27/06/2022

Les actualités et informations générales sur le Togo

La CPP exige un « minimum de conditions » pour participer aux législatives

LOME, 29 août (AFP) – 15h32 – La Convergence Patriotique Panafricaine (CPP), un des principaux partis d’opposition togolais a exigé jeudi un « minimum de conditions » pour participer aux prochaines élections législatives anticipées.
« Avant d’aller à ces élections, il y a un minimum de conditions qu’il faut remplir, dont le remplacement du comité des magistrats par une CENI (Commission nationale électorale indépendante), comme le prévoit l’accord cadre de Lomé », a déclaré à l’AFP, le quatrième vice-président de la CPP, Ata Messan Ajavon.

Selon lui, une élection organisée par les magistrats « ne rentre pas dans le cadre de cet accord. Nous avons dit à plusieurs reprises que la CPP n’ira pas aux élections à n’importe quel prix et aux conditions du RPT (Rassemblement du Peuple Togolais, au pouvoir). Ces magistrats n’ont pas la compétence pratique pour organiser les élections législatives anticipées.

« Si nous obtenons des conditions acceptables, nous irons, mais dans le cas contraire, nous n’irons pas », a-t-il ajouté.

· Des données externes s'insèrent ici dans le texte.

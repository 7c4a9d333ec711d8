//! WAV file source
//!
//! Decodes PCM WAV files via hound into fixed-size audio frames. Compressed
//! or exotic encodings are rejected with the typed unsupported-format error
//! at open time; codec handling beyond PCM lives outside this crate.

use std::fs::File;
use std::io::BufReader;
use std::path::{Path, PathBuf};

use hound::{SampleFormat, WavReader, WavSpec};

use crate::frame::{AudioPayload, Frame};
use crate::types::{FrameCount, Sample, StreamLength, DEFAULT_BLOCK_SIZE};

use super::{FrameSource, MediaFormat, SourceError, SourceInfo};

/// Sequential source over a PCM WAV file
pub struct WavSource {
    path: PathBuf,
    reader: WavReader<BufReader<File>>,
    spec: WavSpec,
    /// Multiplier turning raw integer samples into [-1, 1] floats
    int_scale: f32,
    block_size: usize,
    /// Absolute offset (in sample instants) of the next block
    offset: u64,
    /// Total sample instants in the file
    total_instants: u64,
}

impl WavSource {
    pub fn open(path: impl AsRef<Path>) -> Result<Self, SourceError> {
        Self::open_with_block_size(path, DEFAULT_BLOCK_SIZE)
    }

    pub fn open_with_block_size(
        path: impl AsRef<Path>,
        block_size: usize,
    ) -> Result<Self, SourceError> {
        let path = path.as_ref().to_path_buf();
        let reader = WavReader::open(&path).map_err(open_error)?;
        let spec = reader.spec();

        let int_scale = match (spec.sample_format, spec.bits_per_sample) {
            (SampleFormat::Float, 32) => 1.0,
            (SampleFormat::Int, bits @ 8..=32) => 1.0 / (1u64 << (bits - 1)) as f32,
            (format, bits) => {
                return Err(SourceError::UnsupportedFormat(format!(
                    "{}: {bits}-bit {format:?} WAV",
                    path.display()
                )))
            }
        };

        let total_instants = reader.duration() as u64;
        log::debug!(
            "WavSource: opened {} ({} Hz, {} ch, {} instants)",
            path.display(),
            spec.sample_rate,
            spec.channels,
            total_instants
        );

        Ok(Self {
            path,
            reader,
            spec,
            int_scale,
            block_size: block_size.max(1),
            offset: 0,
            total_instants,
        })
    }

    pub fn path(&self) -> &Path {
        &self.path
    }

    fn read_block(&mut self) -> Result<Vec<Sample>, SourceError> {
        let want = self.block_size * self.spec.channels as usize;
        let mut samples = Vec::with_capacity(want);

        if self.spec.sample_format == SampleFormat::Float {
            for s in self.reader.samples::<f32>().take(want) {
                samples.push(s.map_err(read_error)?);
            }
        } else {
            let scale = self.int_scale;
            for s in self.reader.samples::<i32>().take(want) {
                samples.push(s.map_err(read_error)? as f32 * scale);
            }
        }

        // Pad a short final block so downstream always sees whole instants
        let channels = self.spec.channels as usize;
        if samples.len() % channels != 0 {
            samples.resize(samples.len() + channels - samples.len() % channels, 0.0);
        }
        Ok(samples)
    }
}

fn open_error(e: hound::Error) -> SourceError {
    match e {
        hound::Error::IoError(io) => SourceError::Io(io),
        other => SourceError::UnsupportedFormat(other.to_string()),
    }
}

fn read_error(e: hound::Error) -> SourceError {
    match e {
        hound::Error::IoError(io) => SourceError::Io(io),
        other => SourceError::Decode(other.to_string()),
    }
}

impl FrameSource for WavSource {
    fn info(&self) -> SourceInfo {
        let rate = self.spec.sample_rate;
        SourceInfo {
            format: MediaFormat::Audio {
                sample_rate: rate,
                channels: self.spec.channels,
            },
            frame_rate: rate as f64 / self.block_size as f64,
            frame_count: FrameCount::Frames(self.total_instants.div_ceil(self.block_size as u64)),
            length: StreamLength::Seconds(self.total_instants as f64 / rate as f64),
        }
    }

    fn next_frame(&mut self) -> Result<Option<Frame>, SourceError> {
        let samples = self.read_block()?;
        if samples.is_empty() {
            return Ok(None);
        }

        let payout_time = self.offset as f64 / self.spec.sample_rate as f64;
        let payload = AudioPayload::new(
            samples,
            self.spec.channels,
            self.spec.sample_rate,
            self.offset,
        );
        self.offset += payload.len_per_channel() as u64;
        Ok(Some(Frame::audio(payout_time, payload)))
    }

    fn rewind(&mut self) -> Result<(), SourceError> {
        self.reader.seek(0)?;
        self.offset = 0;
        Ok(())
    }
}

La CPP est une fusion de quatre formations politiques de l’opposition togolaise présidée par Edem Kodjo, ancien secrétaire général de l’Organisation de l’Unité Africaine (OUA).

Prévues par l’Accord-cadre de Lomé (ACL), signé en juillet 1999 entre le pouvoir et l’opposition, les élections législatives anticipées ont déjà été reportées deux fois, la dernière fois en mars, les deux camps se rejetant mutuellement la responsabilité de ce blocage.

Le dernier rebondissement a été la nomination par la Cour constitutionnelle d’un comité de sept magistrats chargé d’organiser ces législatives anticipées, à la suite du blocage autour de la composition de la CENI.

Cette décision a conduit la plupart des partis d’opposition à se prononcer contre l’organisation de ces élections.

Ces derniers jours, le comité chargé de l’organisation des élections a franchi une nouvelle étape vers le scrutin en publiant les listes « nominatives » des membres des Commissions électorales locales indépendantes (CELI), des membres des commissions des Listes et Cartes (LCL), ainsi que la liste des nouveaux bureaux de vote sur toute l’étendue du territoire national.

Au total 124 personnes composent ces commissions, où ne figure aucun membre de l’opposition radicale, ceux-ci ayant boycotté les travaux préparatoires.

Pour l’instant, aucune date n’est encore annoncée pour la tenue de ces élections.